The Regiment in its current form dates back to SDR, the adoption of 266 (which was itself an amalgamation of the previous 266 (Para) and 289 (Cdo) Btys).
It is inevitable that the history of the regiment is wide and varied. 289 Tp, for example, traces its ancestry to no fewer than 6 Brigades of Artillery during Napoleonic period.
Battle Honours are extensive, reflecting the fact that, until the first quarter of last century, the Yeomanry were the reserve cavalry and mobilised and deployed in this role until the requirements of increased Artillery provision forced the conversion to guns of the junior Yeomanry regiments. The pre-gunned Battle Honours of the Herts and Beds Yeomanries are attached below for reference.
South Africa 1900-1901
1915 Aug. 6-21 Suvla
1915 Aug. 21 Scimitar Hill
1915 Apr. 25-1916 Jan. 7 Gallipoli 1915
1915 Jan. 26-1915 Aug. 12 Suez Canal
1915 Jan. 26-1917 Feb. 8 Egypt 1915-1916
1918 Sep. 19-25 Meggido
1920 Mar. 1 Gunned: Ubique, Quo fas et gloria ducunt
1916 July 1-1916 Nov. 18 Somme 1916
1918 Mar. 21-1918 Apr. 5
1918 Aug. 21-1918 Sep. 5 Somme 1918
1916 Sep. 15-22 Flers-Courcelette
1917 Nov. 20-1917 Dec. Cambrai 1917
1918 Oct. 8-9 Cambrai 1918
1918 Aug. 8-11 Amiens
1918 Aug. 21-23 Albert 1918
1918 Sep. 12-1918 Oct. 9 Hindenburg Line
1918 Sep. 29-1918 Oct. 2 St Quentin Canal
1918 Oct. 3-6 Beaurevoir
1918 Nov. 4-11 Pursuit to Mons
1915-1918 France and Flanders
1920 Aug. 5 Gunned: Ubique, Quo fas et gloria ducunt
On conversion to the artillery role the Batteries took on initially the honour 'Quo fas et Gloria ducunt', '˜Where right and glory lead', and since 1917 when it was permitted for volunteer units to display the battle honours of their regular counterparts, 'Ubique'.

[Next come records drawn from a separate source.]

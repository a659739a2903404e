//! Observability subsystem.
//!
//! # Data Flow
//! ```text
//! Handlers and subsystems produce:
//!     → logging.rs (leveled lines, local sink)
//!         → dispatch.rs (JSON records, remote collector over mTLS)
//!     → metrics.rs (counters)
//!
//! At logger initialization:
//!     control.rs (per-container threshold from the log-control file)
//!
//! Consumers:
//!     → stdout (container log collection)
//!     → remote HTTPS collector
//!     → Metrics endpoint (Prometheus scrape)
//! ```
//!
//! # Design Decisions
//! - Remote delivery never blocks or fails the caller
//! - Metrics are cheap (atomic increments)

pub mod control;
pub mod dispatch;
pub mod logging;
pub mod metrics;

pub use logging::{Logger, Severity};
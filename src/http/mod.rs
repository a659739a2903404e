//! HTTP protocol handling subsystem.
//!
//! # Data Flow
//! ```text
//! TCP/TLS connection
//!     → server.rs (Axum setup, plain or rustls listener)
//!     → request.rs (request ID, client address line)
//!     → handlers: /hello (login + logging), /health, /metrics
//!     → Send to client
//! ```

pub mod request;
pub mod server;

pub use request::{client_ip_info, MakeRequestUuidV4};
pub use server::{AppState, HttpServer};
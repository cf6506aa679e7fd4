mod error;
mod scheduling;
mod server;

use anyhow::Result;
use rmcp::ServiceExt;

#[tokio::main]
async fn main() -> Result<()> {
    // Log to stderr — stdout is the MCP stdio transport
    tracing_subscriber::fmt()
        .with_max_level(tracing::Level::INFO)
        .with_writer(std::io::stderr)
        .with_ansi(false)
        .init();

    tracing::info!("Starting Cadence MCP server v{}", env!("CARGO_PKG_VERSION"));

    let server = server::CadenceServer::new();
    let router = server.into_router();
    let service = router.serve(rmcp::transport::io::stdio()).await?;

    tracing::info!("Cadence is ready");
    service.waiting().await?;

    Ok(())
}
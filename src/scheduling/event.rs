use chrono::{DateTime, TimeDelta, Utc};
use serde::{Deserialize, Serialize};
use std::fmt;
use uuid::Uuid;

use super::interval::TimeRange;

#[derive(
    Debug, Clone, Copy, PartialEq, Eq, PartialOrd, Ord, Hash, Serialize, Deserialize,
    schemars::JsonSchema,
)]
pub struct EventId(pub Uuid);

impl EventId {
    pub fn new() -> Self {
        Self(Uuid::new_v4())
    }
}

impl fmt::Display for EventId {
    fn fmt(&self, f: &mut fmt::Formatter<'_>) -> fmt::Result {
        write!(f, "{}", self.0)
    }
}

#[derive(
    Debug, Clone, Copy, PartialEq, Eq, Hash, Serialize, Deserialize, schemars::JsonSchema,
)]
#[serde(rename_all = "snake_case")]
pub enum EventType {
    Meeting,
    Call,
    TaskBlock,
    Personal,
    Reminder,
}

#[derive(
    Debug, Clone, Copy, PartialEq, Eq, Hash, Serialize, Deserialize, schemars::JsonSchema,
)]
#[serde(rename_all = "snake_case")]
pub enum EventStatus {
    Confirmed,
    Tentative,
    Cancelled,
}

pub const MAX_PRIORITY: u8 = 10;

#[derive(Debug, Clone, PartialEq, Serialize, Deserialize)]
pub struct CalendarEvent {
    pub id: EventId,
    /// Unique among active events when present; key for ingestion upserts.
    pub external_id: Option<String>,
    pub title: String,
    pub description: Option<String>,
    pub location: Option<String>,
    pub start: DateTime<Utc>,
    pub end: DateTime<Utc>,
    pub all_day: bool,
    pub event_type: EventType,
    pub status: EventStatus,
    /// 0-10, higher wins when a conflict forces one event to move.
    pub priority: u8,
    pub travel_minutes: u32,
    pub prep_minutes: u32,
    /// Explicit permission for a meeting to sit inside a deep-work block.
    pub deep_work_override: bool,
}

impl CalendarEvent {
    pub fn range(&self) -> TimeRange {
        TimeRange::new(self.start, self.end)
    }

    pub fn duration(&self) -> TimeDelta {
        self.end - self.start
    }

    /// Cancelled events are kept for history but ignored by every computation.
    pub fn is_active(&self) -> bool {
        self.status != EventStatus::Cancelled
    }

    /// Timed, non-cancelled events are the ones that occupy the schedule.
    /// All-day events carry no concrete interval and stay out of interval math.
    pub fn blocks_time(&self) -> bool {
        self.is_active() && !self.all_day
    }
}
#[cfg(test)]
mod tests {
    use super::*;
    use crate::scheduling::event::{CalendarEvent, EventStatus, EventType};
    use chrono::{DateTime, TimeZone, Utc};

    fn utc(day: u32, hour: u32) -> DateTime<Utc> {
        Utc.with_ymd_and_hms(2025, 6, day, hour, 0, 0).unwrap()
    }

    fn event(title: &str, start: DateTime<Utc>, end: DateTime<Utc>) -> CalendarEvent {
        CalendarEvent {
            id: EventId::new(),
            external_id: None,
            title: title.to_string(),
            description: None,
            location: None,
            start,
            end,
            all_day: false,
            event_type: EventType::Meeting,
            status: EventStatus::Confirmed,
            priority: 5,
            travel_minutes: 0,
            prep_minutes: 0,
            deep_work_override: false,
        }
    }

    fn input(title: &str, external_id: Option<&str>, start: &str, end: &str) -> JsonEventInput {
        JsonEventInput {
            title: title.to_string(),
            start: start.to_string(),
            end: end.to_string(),
            external_id: external_id.map(str::to_string),
            description: None,
            location: None,
            all_day: None,
            event_type: None,
            status: None,
            priority: None,
            travel_minutes: None,
            preparation_minutes: None,
            deep_work_override: None,
        }
    }

    #[tokio::test]
    async fn load_events_upserts_on_external_id() {
        let server = CadenceServer::new();

        server
            .load_events(Parameters(LoadEventsParams {
                events: vec![input(
                    "Original",
                    Some("src-1"),
                    "2025-06-02T09:00:00Z",
                    "2025-06-02T10:00:00Z",
                )],
            }))
            .await
            .unwrap();

        // Same external id again: update in place, not a duplicate.
        server
            .load_events(Parameters(LoadEventsParams {
                events: vec![input(
                    "Renamed",
                    Some("src-1"),
                    "2025-06-02T11:00:00Z",
                    "2025-06-02T12:00:00Z",
                )],
            }))
            .await
            .unwrap();

        let state = server.state.read().await;
        assert_eq!(state.repository.len(), 1);
        let stored = state.repository.find_by_external_id("src-1").unwrap();
        assert_eq!(stored.title, "Renamed");
        assert_eq!(stored.start, utc(2, 11));
    }

    #[tokio::test]
    async fn load_events_skips_malformed_records() {
        let server = CadenceServer::new();
        let result = server
            .load_events(Parameters(LoadEventsParams {
                events: vec![
                    input("Good", None, "2025-06-02T09:00:00Z", "2025-06-02T10:00:00Z"),
                    input("Inverted", None, "2025-06-02T10:00:00Z", "2025-06-02T09:00:00Z"),
                ],
            }))
            .await;
        assert!(result.is_ok());

        let state = server.state.read().await;
        assert_eq!(state.repository.len(), 1);
    }

    #[tokio::test]
    async fn cancel_then_detect_sees_no_conflicts() {
        let server = CadenceServer::new();
        let id = {
            let mut state = server.state.write().await;
            state
                .repository
                .upsert(event("A", utc(2, 9), utc(2, 10)))
                .unwrap();
            state
                .repository
                .upsert(event("B", utc(2, 9), utc(2, 10)))
                .unwrap()
        };

        server
            .cancel_event(Parameters(CancelEventParams {
                event_id: id.to_string(),
            }))
            .await
            .unwrap();

        let state = server.state.read().await;
        let events = state.repository.events_in_range(utc(2, 0), utc(3, 0)).unwrap();
        let conflicts = detect_conflicts(&events, &state.preferences).unwrap();
        assert!(conflicts.is_empty());
    }

    #[tokio::test]
    async fn list_events_rejects_inverted_range() {
        let server = CadenceServer::new();
        let err = server
            .list_events(Parameters(ListEventsParams {
                start: "2025-06-03T00:00:00Z".to_string(),
                end: "2025-06-02T00:00:00Z".to_string(),
            }))
            .await
            .unwrap_err();
        assert_eq!(err.code, ErrorCode::INVALID_PARAMS);
    }

    #[tokio::test]
    async fn reschedule_unknown_event_is_not_found() {
        let server = CadenceServer::new();
        let err = server
            .reschedule_event(Parameters(RescheduleEventParams {
                event_id: EventId::new().to_string(),
                start: "2025-06-02T09:00:00Z".to_string(),
                end: "2025-06-02T10:00:00Z".to_string(),
            }))
            .await
            .unwrap_err();
        assert_eq!(err.code, ErrorCode::RESOURCE_NOT_FOUND);
    }

    #[tokio::test]
    async fn set_preferences_rejects_inverted_work_window() {
        let server = CadenceServer::new();
        let err = server
            .set_preferences(Parameters(SetPreferencesParams {
                timezone: None,
                work_start: "17:00".to_string(),
                work_end: "09:00".to_string(),
                break_start: None,
                break_end: None,
                buffer_minutes: None,
                max_meetings_per_day: None,
                peak_hours: None,
                deep_work_blocks: None,
                gap_tie_precedence: None,
            }))
            .await
            .unwrap_err();
        assert_eq!(err.code, ErrorCode::INVALID_PARAMS);
    }
}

A regiment of the Herts Yeomanry, fired the run in shoot from the second wave on D-Day, firing over the heads of the first wave, using plumb-lines to fire their Priest SPs when their landing craft were level in the choppy sea.

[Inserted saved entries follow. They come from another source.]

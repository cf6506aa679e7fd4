use schemars::JsonSchema;
use serde::Deserialize;

use crate::scheduling::event::{EventStatus, EventType};

#[derive(Debug, Deserialize, JsonSchema)]
pub(crate) struct JsonEventInput {
    #[schemars(description = "Event title")]
    pub(crate) title: String,
    #[schemars(description = "Start time (ISO 8601, e.g. '2025-01-15T09:00:00Z')")]
    pub(crate) start: String,
    #[schemars(description = "End time (ISO 8601)")]
    pub(crate) end: String,
    #[schemars(description = "External-source id. Unique among active events; batch loads upsert on it.")]
    pub(crate) external_id: Option<String>,
    #[schemars(description = "Event description")]
    pub(crate) description: Option<String>,
    #[schemars(description = "Event location")]
    pub(crate) location: Option<String>,
    #[schemars(description = "All-day flag. All-day events do not occupy clock time. Defaults to false.")]
    pub(crate) all_day: Option<bool>,
    #[schemars(description = "Event type: meeting, call, task_block, personal, reminder. Defaults to meeting.")]
    pub(crate) event_type: Option<EventType>,
    #[schemars(description = "Status: confirmed, tentative, cancelled. Defaults to confirmed.")]
    pub(crate) status: Option<EventStatus>,
    #[schemars(description = "Priority 0-10; 8+ makes any overlap critical. Defaults to 5.")]
    pub(crate) priority: Option<u8>,
    #[schemars(description = "Travel minutes required before this event. Defaults to 0.")]
    pub(crate) travel_minutes: Option<u32>,
    #[schemars(description = "Preparation minutes required before this event. Defaults to 0.")]
    pub(crate) preparation_minutes: Option<u32>,
    #[schemars(description = "Allow this meeting inside a deep-work block. Defaults to false.")]
    pub(crate) deep_work_override: Option<bool>,
}

// -- Tool parameter structs --

#[derive(Debug, Deserialize, JsonSchema)]
pub(crate) struct LoadEventsParams {
    #[schemars(description = "Batch of events to upsert, keyed by external_id when present")]
    pub(crate) events: Vec<JsonEventInput>,
}

#[derive(Debug, Deserialize, JsonSchema)]
pub(crate) struct AddEventParams {
    #[serde(flatten)]
    pub(crate) event: JsonEventInput,
}

#[derive(Debug, Deserialize, JsonSchema)]
pub(crate) struct CancelEventParams {
    #[schemars(description = "The event ID to cancel (soft removal; history is kept)")]
    pub(crate) event_id: String,
}

#[derive(Debug, Deserialize, JsonSchema)]
pub(crate) struct RescheduleEventParams {
    #[schemars(description = "The event ID to move")]
    pub(crate) event_id: String,
    #[schemars(description = "New start time (ISO 8601); use a value returned by suggest_reschedule")]
    pub(crate) start: String,
    #[schemars(description = "New end time (ISO 8601)")]
    pub(crate) end: String,
}

#[derive(Debug, Deserialize, JsonSchema)]
pub(crate) struct ListEventsParams {
    #[schemars(description = "Start of time range (ISO 8601)")]
    pub(crate) start: String,
    #[schemars(description = "End of time range (ISO 8601)")]
    pub(crate) end: String,
}

#[derive(Debug, Deserialize, JsonSchema)]
pub(crate) struct DetectConflictsParams {
    #[schemars(description = "Start of time range (ISO 8601)")]
    pub(crate) start: String,
    #[schemars(description = "End of time range (ISO 8601)")]
    pub(crate) end: String,
}

#[derive(Debug, Deserialize, JsonSchema)]
pub(crate) struct FindFreeSlotsParams {
    #[schemars(description = "Date to search (YYYY-MM-DD, interpreted in the preference timezone)")]
    pub(crate) date: String,
    #[schemars(description = "Required slot duration in minutes")]
    pub(crate) duration_minutes: u32,
}

#[derive(Debug, Deserialize, JsonSchema)]
pub(crate) struct SuggestRescheduleParams {
    #[schemars(description = "The event ID to find a new placement for")]
    pub(crate) event_id: String,
    #[schemars(description = "Days to search forward from the event's own date. Defaults to 7.")]
    pub(crate) horizon_days: Option<u32>,
}

#[derive(Debug, Deserialize, JsonSchema)]
pub(crate) struct OptimizeScheduleParams {
    #[schemars(description = "First date of the range (YYYY-MM-DD)")]
    pub(crate) start_date: String,
    #[schemars(description = "Last date of the range (YYYY-MM-DD, inclusive)")]
    pub(crate) end_date: String,
}

#[derive(Debug, Deserialize, JsonSchema)]
pub(crate) struct DeepWorkBlockInput {
    #[schemars(description = "Day of week (e.g. 'mon', 'tuesday')")]
    pub(crate) weekday: String,
    #[schemars(description = "Block start time of day (HH:MM)")]
    pub(crate) start: String,
    #[schemars(description = "Block end time of day (HH:MM)")]
    pub(crate) end: String,
}

#[derive(Debug, Deserialize, JsonSchema)]
pub(crate) struct SetPreferencesParams {
    #[schemars(description = "IANA timezone for all time-of-day fields (e.g. 'America/New_York'). Defaults to 'UTC'.")]
    pub(crate) timezone: Option<String>,
    #[schemars(description = "Daily work window start (HH:MM)")]
    pub(crate) work_start: String,
    #[schemars(description = "Daily work window end (HH:MM)")]
    pub(crate) work_end: String,
    #[schemars(description = "Daily break start (HH:MM); requires break_end")]
    pub(crate) break_start: Option<String>,
    #[schemars(description = "Daily break end (HH:MM); requires break_start")]
    pub(crate) break_end: Option<String>,
    #[schemars(description = "Minimum minutes between consecutive events. Defaults to 0.")]
    pub(crate) buffer_minutes: Option<u32>,
    #[schemars(description = "Maximum confirmed events per day. Defaults to 8.")]
    pub(crate) max_meetings_per_day: Option<u32>,
    #[schemars(description = "Hours of day (0-23) preferred for important events")]
    pub(crate) peak_hours: Option<Vec<u32>>,
    #[schemars(description = "Recurring meeting-free blocks")]
    pub(crate) deep_work_blocks: Option<Vec<DeepWorkBlockInput>>,
    #[schemars(description = "Conflict kind on an exact travel/preparation tie: 'travel' or 'preparation'. Defaults to travel.")]
    pub(crate) gap_tie_precedence: Option<String>,
}
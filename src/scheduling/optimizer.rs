use std::cmp::Reverse;

use chrono::{DateTime, NaiveDate, Utc};
use serde::Serialize;

use crate::error::EngineError;
use super::conflict::{detect_conflicts, Conflict, ConflictKind};
use super::event::{CalendarEvent, EventId, EventStatus};
use super::preferences::SchedulePreferences;
use super::reschedule::{suggest_reschedule, DEFAULT_HORIZON_DAYS};

#[derive(Debug, Clone, PartialEq, Serialize, schemars::JsonSchema)]
#[serde(tag = "action", rename_all = "snake_case")]
pub enum SuggestionAction {
    /// Move the target event to the advisor's best candidate.
    Reschedule {
        start: DateTime<Utc>,
        end: DateTime<Utc>,
        score: i32,
    },
    /// No open slot in the horizon; the caller decides whether to widen the
    /// search or escalate.
    ReviewManually,
}

#[derive(Debug, Clone, PartialEq, Serialize, schemars::JsonSchema)]
#[serde(tag = "kind", rename_all = "snake_case")]
pub enum Suggestion {
    ResolveConflict {
        conflict: Conflict,
        event_id: EventId,
        action: SuggestionAction,
    },
    /// Informational: the day sits exactly at the meeting cap. Not a conflict.
    CapacityWarning {
        day: NaiveDate,
        confirmed_events: usize,
        max_meetings_per_day: u32,
    },
}

/// Evaluate a date range (inclusive) against the preferences and produce a
/// prioritized adjustment list: one suggestion per detected conflict, ordered
/// by severity descending then best-candidate score descending, followed by
/// capacity warnings for days that are exactly full.
///
/// Pure over its inputs; the whole result materializes before returning, so an
/// abandoned call never leaks partial output.
pub fn optimize_schedule(
    range_start: NaiveDate,
    range_end: NaiveDate,
    events: &[CalendarEvent],
    prefs: &SchedulePreferences,
) -> Result<Vec<Suggestion>, EngineError> {
    prefs.validate()?;
    if range_end < range_start {
        return Err(EngineError::InvalidInterval(format!(
            "date range end ({range_end}) precedes start ({range_start})"
        )));
    }

    let in_range: Vec<CalendarEvent> = events
        .iter()
        .filter(|e| {
            let day = prefs.local_date(e.start);
            day >= range_start && day <= range_end
        })
        .cloned()
        .collect();

    let conflicts = detect_conflicts(&in_range, prefs)?;

    let mut resolutions: Vec<(Conflict, EventId, SuggestionAction, i32)> = Vec::new();
    for conflict in conflicts {
        let Some(target) = reschedule_target(&conflict, &in_range) else {
            continue;
        };
        // The advisor sees the full schedule: its horizon can run past
        // range_end, and events out there still constrain candidate slots.
        let candidates = suggest_reschedule(target, events, prefs, DEFAULT_HORIZON_DAYS)?;
        let (action, top_score) = match candidates.first() {
            Some(c) => (
                SuggestionAction::Reschedule {
                    start: c.start,
                    end: c.end,
                    score: c.score,
                },
                c.score,
            ),
            None => (SuggestionAction::ReviewManually, i32::MIN),
        };
        resolutions.push((conflict, target, action, top_score));
    }

    resolutions.sort_by(|a, b| {
        b.0.severity
            .cmp(&a.0.severity)
            .then(b.3.cmp(&a.3))
            .then(a.0.cmp(&b.0))
    });

    let mut suggestions: Vec<Suggestion> = resolutions
        .into_iter()
        .map(|(conflict, event_id, action, _)| Suggestion::ResolveConflict {
            conflict,
            event_id,
            action,
        })
        .collect();

    suggestions.extend(capacity_warnings(range_start, range_end, &in_range, prefs));
    Ok(suggestions)
}

/// Which event a conflict asks to move: the lower-priority side of a pairwise
/// conflict (ties broken by latest start, then largest id), or the event the
/// detector already flagged.
fn reschedule_target(conflict: &Conflict, events: &[CalendarEvent]) -> Option<EventId> {
    match conflict.kind {
        ConflictKind::Overlap | ConflictKind::TravelTime | ConflictKind::PreparationTime => {
            let b_id = conflict.event_b?;
            let a = events.iter().find(|e| e.id == conflict.event_a)?;
            let b = events.iter().find(|e| e.id == b_id)?;
            [a, b]
                .into_iter()
                .min_by_key(|e| (e.priority, Reverse(e.start), Reverse(e.id)))
                .map(|e| e.id)
        }
        ConflictKind::CapacityExceeded | ConflictKind::DeepWorkViolation => Some(conflict.event_a),
    }
}

/// Days whose confirmed-event count sits exactly at the cap. Days over the cap
/// already surfaced as `capacity_exceeded` conflicts.
fn capacity_warnings(
    range_start: NaiveDate,
    range_end: NaiveDate,
    events: &[CalendarEvent],
    prefs: &SchedulePreferences,
) -> Vec<Suggestion> {
    let mut warnings = Vec::new();
    let mut day = range_start;
    loop {
        let confirmed = events
            .iter()
            .filter(|e| {
                e.status == EventStatus::Confirmed
                    && !e.all_day
                    && prefs.local_date(e.start) == day
            })
            .count();
        if confirmed > 0 && confirmed == prefs.max_meetings_per_day as usize {
            warnings.push(Suggestion::CapacityWarning {
                day,
                confirmed_events: confirmed,
                max_meetings_per_day: prefs.max_meetings_per_day,
            });
        }
        if day >= range_end {
            break;
        }
        let Some(next) = day.succ_opt() else { break };
        day = next;
    }
    warnings
}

It was 2/1 Beds Yeomanry whose men and CO are depicted in the film 'Bridge over the River Quai' and the silver of the Officers' and WOs & Sgts' Messes is still buried on the Singapore Peninsular where it was left as the guns were being spiked prior to the order being given for the Allied Surrender to the Japanese.